→ **EXERCISE DESCRIPTION**:
Write out every entry word for word.

→ **MATERIAL SUPPLIED**:
((

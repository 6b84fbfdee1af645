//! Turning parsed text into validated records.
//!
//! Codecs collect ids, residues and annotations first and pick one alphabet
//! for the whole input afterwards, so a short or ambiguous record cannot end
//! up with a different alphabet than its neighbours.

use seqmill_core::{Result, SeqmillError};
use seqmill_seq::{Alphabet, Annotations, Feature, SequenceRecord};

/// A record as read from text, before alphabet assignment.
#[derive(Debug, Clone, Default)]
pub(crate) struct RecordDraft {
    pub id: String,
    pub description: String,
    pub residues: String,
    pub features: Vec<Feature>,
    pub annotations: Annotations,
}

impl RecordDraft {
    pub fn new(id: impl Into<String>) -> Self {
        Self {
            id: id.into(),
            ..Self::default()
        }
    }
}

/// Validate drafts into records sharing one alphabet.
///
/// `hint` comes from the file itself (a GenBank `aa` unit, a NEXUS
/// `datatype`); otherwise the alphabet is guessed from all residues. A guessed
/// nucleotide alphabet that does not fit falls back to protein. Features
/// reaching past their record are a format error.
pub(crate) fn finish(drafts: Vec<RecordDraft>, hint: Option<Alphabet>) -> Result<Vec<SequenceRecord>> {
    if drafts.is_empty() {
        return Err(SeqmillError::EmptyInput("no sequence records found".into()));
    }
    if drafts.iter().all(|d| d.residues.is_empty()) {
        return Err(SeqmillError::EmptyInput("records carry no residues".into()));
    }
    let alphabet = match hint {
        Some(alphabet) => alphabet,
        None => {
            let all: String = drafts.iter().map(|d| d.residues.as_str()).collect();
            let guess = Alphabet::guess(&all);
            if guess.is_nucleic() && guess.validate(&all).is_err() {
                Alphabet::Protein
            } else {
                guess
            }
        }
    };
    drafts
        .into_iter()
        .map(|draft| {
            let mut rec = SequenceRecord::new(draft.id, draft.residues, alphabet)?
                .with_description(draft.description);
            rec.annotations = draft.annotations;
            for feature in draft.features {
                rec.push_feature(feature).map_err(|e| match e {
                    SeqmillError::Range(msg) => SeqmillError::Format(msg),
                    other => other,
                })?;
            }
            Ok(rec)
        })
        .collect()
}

))

→ **ANSWER BELOW**:
repository 6b84fbfdee1af645
//! Turning parsed text into validated records.
//!
//! Codecs collect ids, residues and annotations first and pick one alphabet
//! for the whole input afterwards, so a short or ambiguous record cannot end
//! up with a different alphabet than its neighbours.

use seqmill_core::{Result, SeqmillError};
use seqmill_seq::{Alphabet, Annotations, Feature, SequenceRecord};

/// A record as read from text, before alphabet assignment.
#[derive(Debug, Clone, Default)]
pub(crate) struct RecordDraft {
    pub id: String,
    pub description: String,
    pub residues: String,
    pub features: Vec<Feature>,
    pub annotations: Annotations,
}

impl RecordDraft {
    pub fn new(id: impl Into<String>) -> Self {
        Self {
            id: id.into(),
            ..Self::default()
        }
    }
}

/// Validate drafts into records sharing one alphabet.
///
/// `hint` comes from the file itself (a GenBank `aa` unit, a NEXUS
/// `datatype`); otherwise the alphabet is guessed from all residues. A guessed
/// nucleotide alphabet that does not fit falls back to protein. Features
/// reaching past their record are a format error.
pub(crate) fn finish(drafts: Vec<RecordDraft>, hint: Option<Alphabet>) -> Result<Vec<SequenceRecord>> {
    if drafts.is_empty() {
        return Err(SeqmillError::EmptyInput("no sequence records found".into()));
    }
    if drafts.iter().all(|d| d.residues.is_empty()) {
        return Err(SeqmillError::EmptyInput("records carry no residues".into()));
    }
    let alphabet = match hint {
        Some(alphabet) => alphabet,
        None => {
            let all: String = drafts.iter().map(|d| d.residues.as_str()).collect();
            let guess = Alphabet::guess(&all);
            if guess.is_nucleic() && guess.validate(&all).is_err() {
                Alphabet::Protein
            } else {
                guess
            }
        }
    };
    drafts
        .into_iter()
        .map(|draft| {
            let mut rec = SequenceRecord::new(draft.id, draft.residues, alphabet)?
                .with_description(draft.description);
            rec.annotations = draft.annotations;
            for feature in draft.features {
                rec.push_feature(feature).map_err(|e| match e {
                    SeqmillError::Range(msg) => SeqmillError::Format(msg),
                    other => other,
                })?;
            }
            Ok(rec)
        })
        .collect()
}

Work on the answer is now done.